On Friday, the US stock markets ended mixed as tensions on global trade grew. The rising treasury yields also contributed to the mixed reaction on the stock markets.
During the weekend, several major things happened. First, Venezuelans went to an election to elect their new leader. As expected, Nicholas Maduro won the election by a large margin because the opposition parties boycotted the election. Maduro will now continue his reign in one of the richest countries on earth but one whose policies have left most people poor.
The decline of Venezuela is well documented. For decades, its former leader, Hugo Chavez led a country with socialist policies. This was at a time when crude oil prices were rising. As such, he could afford giving out services and products to the people. When he died, Maduro became the president and continued his predecessor’s policies. Unfortunately, this happened during a time when crude prices were falling. To mitigate his policies, he started printing money which led the inflation to rise above 18,000%.
After the election, we will now expect more sanctions against the leaders of the country. These leaders have already been sanctioned meaning the new sanctions will be widespread. This is expected to affect the supply of crude oil, which jumped after the election results were announced.
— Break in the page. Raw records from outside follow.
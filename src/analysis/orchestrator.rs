//! Analysis orchestrator
//!
//! Top-level policy of the pipeline: routes input by declared kind, invokes
//! the local scanner and the remote analyzer, falls back from OCR to direct
//! visual analysis for images without readable text, merges findings, and
//! renders the report.
//!
//! Failure policy: a remote analyzer failure never aborts the analysis.
//! The orchestrator substitutes a placeholder finding so the caller always
//! receives at least the local scanner's results. Whether such a failure
//! additionally surfaces through the status code is configurable
//! (`analysis.remote_failure_code`).

use crate::adapters::ocr::TextExtractor;
use crate::analysis::normalizer::ResponseNormalizer;
use crate::analysis::remote::RemoteAnalyzer;
use crate::analysis::report::{render_report, ContentLabel};
use crate::analysis::scanner::PatternScanner;
use crate::config::schema::AnalysisConfig;
use crate::domain::{
    AnalysisInput, AnalysisResult, ContentKind, Finding, PiiScanError, Result,
};
use std::sync::Arc;

/// Status code for the normal analysis path
pub const STATUS_OK: i32 = 0;
/// Status code signaling the visual fallback was used (OCR yielded nothing)
pub const STATUS_VISUAL_FALLBACK: i32 = 1;

/// Orchestrates one analysis invocation end to end
///
/// Stateless across requests; the scanner's detector set and the injected
/// collaborators are read-only after construction, so the orchestrator can
/// be shared behind an `Arc` by concurrent callers.
pub struct AnalysisOrchestrator {
    scanner: PatternScanner,
    analyzer: RemoteAnalyzer,
    ocr: Arc<dyn TextExtractor>,
    normalizer: ResponseNormalizer,
    remote_failure_code: Option<i32>,
}

impl AnalysisOrchestrator {
    /// Create an orchestrator over the given collaborators
    pub fn new(
        scanner: PatternScanner,
        analyzer: RemoteAnalyzer,
        ocr: Arc<dyn TextExtractor>,
        config: &AnalysisConfig,
    ) -> Self {
        Self {
            scanner,
            analyzer,
            ocr,
            normalizer: ResponseNormalizer::new(),
            remote_failure_code: config.remote_failure_code,
        }
    }

    /// Analyze one input, producing merged findings, a status code, and the
    /// rendered report
    ///
    /// # Errors
    ///
    /// Returns `InvalidInput` for empty payloads or a MIME type that
    /// contradicts the declared kind, and propagates OCR/storage-level
    /// failures. Remote analyzer failures are absorbed per the placeholder
    /// policy and never surface as errors.
    pub async fn analyze(&self, input: AnalysisInput) -> Result<AnalysisResult> {
        if input.payload.is_empty() {
            return Err(PiiScanError::InvalidInput("empty content".to_string()));
        }

        match input.kind {
            ContentKind::Text => {
                let text = String::from_utf8_lossy(&input.payload);
                self.analyze_text_content(&text, ContentLabel::TextInput)
                    .await
            }
            ContentKind::TextFile => {
                if !input.mime_type.contains("text") {
                    return Err(PiiScanError::InvalidInput(format!(
                        "not a text file: {}",
                        input.mime_type
                    )));
                }
                let text = String::from_utf8_lossy(&input.payload);
                self.analyze_text_content(&text, ContentLabel::TextFile)
                    .await
            }
            ContentKind::Image => {
                if !input.mime_type.starts_with("image/") {
                    return Err(PiiScanError::InvalidInput(format!(
                        "not an image: {}",
                        input.mime_type
                    )));
                }
                self.analyze_image(&input).await
            }
        }
    }

    /// Text path: local scan plus remote text analysis, merged local-first
    async fn analyze_text_content(
        &self,
        text: &str,
        label: ContentLabel,
    ) -> Result<AnalysisResult> {
        let local = self.scanner.scan(text);
        tracing::debug!(
            label = %label,
            local_findings = local.len(),
            "Local scan complete"
        );

        let (remote, remote_failed) = match self.analyzer.analyze_text(text).await {
            Ok(reply) => (self.normalize_reply(&reply), false),
            Err(e) => (vec![self.placeholder_finding(&e)], true),
        };

        let mut findings = local;
        findings.extend(remote);

        let status_code = self.resolve_status(STATUS_OK, remote_failed);
        let report = render_report(&findings, label);

        tracing::info!(
            label = %label,
            findings = findings.len(),
            status_code,
            "Analysis complete"
        );

        Ok(AnalysisResult::new(findings, status_code, report))
    }

    /// Image path: OCR extraction first, direct visual analysis when the
    /// image holds no readable text
    async fn analyze_image(&self, input: &AnalysisInput) -> Result<AnalysisResult> {
        let extracted = self.ocr.extract_text(&input.payload).await?;

        if !extracted.trim().is_empty() {
            tracing::info!(
                extracted_chars = extracted.len(),
                "OCR extracted text, analyzing as text content"
            );
            return self
                .analyze_text_content(&extracted, ContentLabel::ImageText)
                .await;
        }

        tracing::info!("No readable text in image, falling back to direct visual analysis");

        let (findings, remote_failed) =
            match self.analyzer.analyze(&input.payload, &input.mime_type).await {
                Ok(reply) => (self.normalize_reply(&reply), false),
                Err(e) => (vec![self.placeholder_finding(&e)], true),
            };

        let status_code = self.resolve_status(STATUS_VISUAL_FALLBACK, remote_failed);
        let report = render_report(&findings, ContentLabel::Image);

        tracing::info!(
            findings = findings.len(),
            status_code,
            "Visual analysis complete"
        );

        Ok(AnalysisResult::new(findings, status_code, report))
    }

    /// Normalize a raw reply into remote findings
    fn normalize_reply(&self, reply: &str) -> Vec<Finding> {
        self.normalizer
            .normalize(reply)
            .into_iter()
            .map(Finding::remote)
            .collect()
    }

    /// Placeholder substituted when the remote analyzer fails
    fn placeholder_finding(&self, error: &crate::domain::ModelError) -> Finding {
        tracing::warn!(error = %error, "Remote analysis failed, substituting placeholder");
        Finding::remote(format!("AI analysis unavailable: {error}"))
    }

    /// Path status, optionally overridden on total remote failure
    fn resolve_status(&self, path_status: i32, remote_failed: bool) -> i32 {
        if remote_failed {
            self.remote_failure_code.unwrap_or(path_status)
        } else {
            path_status
        }
    }
}

#[cfg(test)]
mod tests {
    use super::*;
    use crate::adapters::model::ModelClient;
    use crate::domain::{ModelError, OcrError};
    use async_trait::async_trait;

    struct FixedClient {
        reply: std::result::Result<String, ()>,
    }

    #[async_trait]
    impl ModelClient for FixedClient {
        async fn send(
            &self,
            _content: &[u8],
            _mime_hint: &str,
            _instruction: &str,
        ) -> std::result::Result<String, ModelError> {
            match &self.reply {
                Ok(reply) => Ok(reply.clone()),
                Err(()) => Err(ModelError::ConnectionFailed("refused".to_string())),
            }
        }
    }

    struct FixedOcr {
        text: String,
    }

    #[async_trait]
    impl crate::adapters::ocr::TextExtractor for FixedOcr {
        async fn extract_text(&self, _image: &[u8]) -> std::result::Result<String, OcrError> {
            Ok(self.text.clone())
        }
    }

    fn orchestrator(reply: std::result::Result<String, ()>, ocr_text: &str) -> AnalysisOrchestrator {
        let client = Arc::new(FixedClient { reply });
        AnalysisOrchestrator::new(
            PatternScanner::new().unwrap(),
            RemoteAnalyzer::new(client),
            Arc::new(FixedOcr {
                text: ocr_text.to_string(),
            }),
            &AnalysisConfig::default(),
        )
    }

    #[tokio::test]
    async fn test_empty_payload_rejected() {
        let orch = orchestrator(Ok("[]".to_string()), "");
        let result = orch.analyze(AnalysisInput::text("")).await;
        assert!(matches!(result, Err(PiiScanError::InvalidInput(_))));
    }

    #[tokio::test]
    async fn test_text_file_mime_mismatch_rejected() {
        let orch = orchestrator(Ok("[]".to_string()), "");
        let input = AnalysisInput::text_file(b"data".to_vec(), "application/pdf");
        let result = orch.analyze(input).await;
        assert!(matches!(result, Err(PiiScanError::InvalidInput(_))));
    }

    #[tokio::test]
    async fn test_image_mime_mismatch_rejected() {
        let orch = orchestrator(Ok("[]".to_string()), "");
        let input = AnalysisInput::image(b"data".to_vec(), "text/plain");
        let result = orch.analyze(input).await;
        assert!(matches!(result, Err(PiiScanError::InvalidInput(_))));
    }

    #[tokio::test]
    async fn test_local_findings_precede_remote() {
        let orch = orchestrator(Ok(r#"["remote finding"]"#.to_string()), "");
        let result = orch
            .analyze(AnalysisInput::text("mail: a@b.com"))
            .await
            .unwrap();

        assert_eq!(result.status_code, STATUS_OK);
        assert_eq!(result.findings.len(), 2);
        assert!(result.findings[0].is_local());
        assert!(result.findings[1].is_remote());
        assert_eq!(result.findings[1].description, "remote finding");
    }

    #[tokio::test]
    async fn test_remote_failure_substitutes_placeholder() {
        let orch = orchestrator(Err(()), "");
        let result = orch
            .analyze(AnalysisInput::text("mail: a@b.com"))
            .await
            .unwrap();

        // local result survives, status stays on the normal path
        assert_eq!(result.status_code, STATUS_OK);
        assert_eq!(result.local_count(), 1);
        assert_eq!(result.remote_count(), 1);
        assert!(result.findings[1]
            .description
            .starts_with("AI analysis unavailable:"));
    }

    #[tokio::test]
    async fn test_remote_failure_code_override() {
        let client = Arc::new(FixedClient { reply: Err(()) });
        let orch = AnalysisOrchestrator::new(
            PatternScanner::new().unwrap(),
            RemoteAnalyzer::new(client),
            Arc::new(FixedOcr {
                text: String::new(),
            }),
            &AnalysisConfig {
                remote_failure_code: Some(-2),
            },
        );

        let result = orch.analyze(AnalysisInput::text("hello")).await.unwrap();
        assert_eq!(result.status_code, -2);
    }

    #[tokio::test]
    async fn test_image_with_ocr_text_takes_text_path() {
        let orch = orchestrator(Ok("[]".to_string()), "call me: 555-123-4567");
        let input = AnalysisInput::image(vec![0xff, 0xd8, 0xff], "image/jpeg");
        let result = orch.analyze(input).await.unwrap();

        assert_eq!(result.status_code, STATUS_OK);
        assert_eq!(result.local_count(), 1);
        assert!(result.report.contains("image text"));
    }

    #[tokio::test]
    async fn test_image_without_text_uses_visual_fallback() {
        let orch = orchestrator(Ok(r#"["face visible"]"#.to_string()), "   ");
        let input = AnalysisInput::image(vec![0xff, 0xd8, 0xff], "image/jpeg");
        let result = orch.analyze(input).await.unwrap();

        assert_eq!(result.status_code, STATUS_VISUAL_FALLBACK);
        assert_eq!(result.local_count(), 0);
        assert_eq!(result.remote_count(), 1);
        assert!(result.report.contains("image"));
    }
}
Another major news during the weekend came from the United States. The justice department is continuing its probe into the election meddling. This is being carried out by the office of the special counsel. On Sunday, the president sent a series of tweets venting about an investigation that threatens his presidency. The most consequential tweet came in the evening when the president announced that he would ask the justice department to start a probe about whether the FBI and the Justice Department under Obama spied on his presidential campaign.
The new angle came as reports indicated that the FBI had an informant talking to members of the Trump campaign. Meanwhile, Rudy Giuliani, one of the president’s lawyer said that Mueller would end his obstruction of justice case by September, months before the mid-term elections.
Another major news came from the Treasury Department which announced that the new tariffs on Chinese goods would be halted. This came after a previous announcement that China would import more goods from the United States in a bid to narrow the trade deficit between the two countries. Earlier reports indicate that China had accepted to boost purchases by more than $200 billion, a figure that most people said was untenable. This is likely to be a good thing for the market. It will also form a basis for trade negotiations between the US and other regions and countries.
Iran continued lobbying the EU after the US abandoned the Iran deal. A report by the Wall Street Journal (WSJ) said that the country was in talks with the European countries asking them to boost trade to offset the impacts of the US exit. This is an important move, but one that is unlikely to succeed. This is because unless the US exempts Europe’s countries from the sanctions, no company will choose Iran over the US. This is because the American economy is larger, more open, and more vibrant than the Iran one.